I had all the things I thought could fill the emptiness. But the holes were growing bigger.

I had sought and gained all the things my natural self wanted and needed – awards and recognition; honors and accolades. My natural self should have been more than satisfied. Instead, it craved more, and I didn’t have more. Nothing was left.

Except those holes.

In Mere Christianity, C.S. Lewis talks about the demands of the natural self: “Make no mistake: if you are really going to try to meet all the demands made on the natural self, it will not have enough left over to live on.”

What I learned – what several people helped me see – was that the natural self had to die. And I was being chased down for that to start happening. As Lewis says, “Christ says ‘Give me All. I don’t want so much of your time and so much of your money and so much of your work: I want You. I have not come to torment your natural self, but to kill it.’”

Reading that in Mere Christianity is reading more than one chapter of my life story. The process that started in late January of 1973 in a college lecture hall didn’t turn me into a cult-like clone. Just the opposite began happening: I began to break free of what the culture and my natural self told me were “the good things in life.” I began to understand the holes for what they were. I began to see that the holes couldn’t be filled with what I had been filling them with.

I began to see that the holes were a fraud I had perpetrated upon myself.

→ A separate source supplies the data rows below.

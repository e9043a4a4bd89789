//! Multipart upload operation handlers.
//!
//! Implements `create_multipart_upload`, `upload_part`,
//! `complete_multipart_upload`, `abort_multipart_upload`, `list_parts` and
//! `list_multipart_uploads`. State transitions live in
//! [`crate::state::MultipartCoordinator`]; these handlers translate requests
//! and check the target bucket.

use tracing::debug;

use crate::error::S3Result;
use crate::model::{
    AbortMultipartUploadInput, CompleteMultipartUploadInput, CompleteMultipartUploadOutput,
    CreateMultipartUploadInput, CreateMultipartUploadOutput, ListMultipartUploadsInput,
    ListMultipartUploadsOutput, ListPartsInput, ListPartsOutput, Part, UploadEntry,
    UploadPartInput, UploadPartOutput,
};
use crate::provider::S3Lite;
use crate::state::{DEFAULT_CONTENT_TYPE, PartRef};
use crate::validation::validate_object_key;

/// Page size of `list_parts` when the caller does not ask for one.
const DEFAULT_MAX_PARTS: usize = 1000;

// Handlers stay async so the whole API is awaited uniformly.
#[allow(clippy::unused_async)]
impl S3Lite {
    /// Start a multipart upload.
    pub async fn create_multipart_upload(
        &self,
        input: CreateMultipartUploadInput,
    ) -> S3Result<CreateMultipartUploadOutput> {
        validate_object_key(&input.key)?;
        let bucket = self.state.get_bucket(&input.bucket)?;
        let content_type = input
            .content_type
            .unwrap_or_else(|| DEFAULT_CONTENT_TYPE.to_owned());
        let upload = self.multipart.initiate(&bucket, &input.key, content_type)?;

        Ok(CreateMultipartUploadOutput {
            bucket: input.bucket,
            key: input.key,
            upload_id: upload.upload_id.clone(),
        })
    }

    /// Upload one part of a multipart upload.
    pub async fn upload_part(&self, input: UploadPartInput) -> S3Result<UploadPartOutput> {
        self.state.get_bucket(&input.bucket)?;
        let part = self
            .multipart
            .upload_part(
                &input.bucket,
                &input.key,
                &input.upload_id,
                input.part_number,
                input.body,
            )
            .await?;
        Ok(UploadPartOutput { e_tag: part.etag })
    }

    /// Assemble the listed parts into the final object.
    pub async fn complete_multipart_upload(
        &self,
        input: CompleteMultipartUploadInput,
    ) -> S3Result<CompleteMultipartUploadOutput> {
        let bucket = self.state.get_bucket(&input.bucket)?;
        let parts: Vec<PartRef> = input
            .parts
            .into_iter()
            .map(|p| PartRef {
                part_number: p.part_number,
                etag: p.e_tag,
            })
            .collect();

        let object = self
            .multipart
            .complete(&bucket, &input.key, &input.upload_id, &parts)
            .await?;

        Ok(CompleteMultipartUploadOutput {
            location: format!("/{}/{}", input.bucket, input.key),
            bucket: input.bucket,
            key: input.key,
            e_tag: object.etag,
            size: object.size,
        })
    }

    /// Abort a multipart upload and release its parts.
    pub async fn abort_multipart_upload(&self, input: AbortMultipartUploadInput) -> S3Result<()> {
        self.state.get_bucket(&input.bucket)?;
        self.multipart
            .abort(&input.bucket, &input.key, &input.upload_id)?;
        Ok(())
    }

    /// List the parts of an upload, sorted by part number.
    pub async fn list_parts(&self, input: ListPartsInput) -> S3Result<ListPartsOutput> {
        self.state.get_bucket(&input.bucket)?;
        let upload = self
            .multipart
            .get(&input.bucket, &input.key, &input.upload_id)?;

        let marker = input.part_number_marker.unwrap_or(0);
        let max_parts = input.max_parts.unwrap_or(DEFAULT_MAX_PARTS);
        let mut remaining = upload
            .sorted_parts()
            .into_iter()
            .filter(|p| p.part_number > marker)
            .peekable();

        let parts: Vec<Part> = remaining
            .by_ref()
            .take(max_parts)
            .map(|p| Part {
                part_number: p.part_number,
                e_tag: p.etag,
                size: p.size,
                last_modified: p.last_modified,
            })
            .collect();
        let is_truncated = max_parts > 0 && remaining.peek().is_some();
        let next_part_number_marker = if is_truncated {
            parts.last().map(|p| p.part_number)
        } else {
            None
        };

        debug!(
            upload_id = %input.upload_id,
            count = parts.len(),
            is_truncated,
            "list_parts completed"
        );

        Ok(ListPartsOutput {
            bucket: input.bucket,
            key: input.key,
            upload_id: input.upload_id,
            part_number_marker: marker,
            next_part_number_marker,
            max_parts,
            is_truncated,
            parts,
        })
    }

    /// List the in-progress uploads of a bucket.
    pub async fn list_multipart_uploads(
        &self,
        input: ListMultipartUploadsInput,
    ) -> S3Result<ListMultipartUploadsOutput> {
        self.state.get_bucket(&input.bucket)?;
        let prefix = input.prefix.unwrap_or_default();
        let uploads = self
            .multipart
            .list_uploads(&input.bucket, &prefix)
            .into_iter()
            .map(|u| UploadEntry {
                key: u.key.clone(),
                upload_id: u.upload_id.clone(),
                initiated: u.initiated,
            })
            .collect();

        Ok(ListMultipartUploadsOutput {
            bucket: input.bucket,
            prefix,
            uploads,
        })
    }
}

Led by Jason Stayszsen and Sarah Salter, we’ve been discussing Mere Christianity by C.S. Lewis. To see more posts on this week’s chapter, “Is Christianity Hard or Easy,” please visit Jason at Connecting to Impact.

5 comments:

moondustwriter said...

I love C.S. Lewis
There is nothing "Mere" about being a follower of Christ- is there?
glad for the call He has made to all of us

JofIndia said...

That's the first time I've seen how the word "cult" is derived from "culture".
Thanks for making it apparent, Glynn. The relationship is more than linguistic..

S. Etole said...

What a gift to have realized that at such a young age.

Anonymous said...

I like your statement about "cult-like clones" because it's such an important distinction. It looks like bondage from the outside, but inside, it's a spacious place of freedom. Only way to know is to experience it. Thanks Glynn.

Anonymous said...

interesting about the word culture, which meant "the tilling of the land", "a cultivating agriculture", figurative sense "care, culture, an honoring", from "tend, guard, cultivate, till".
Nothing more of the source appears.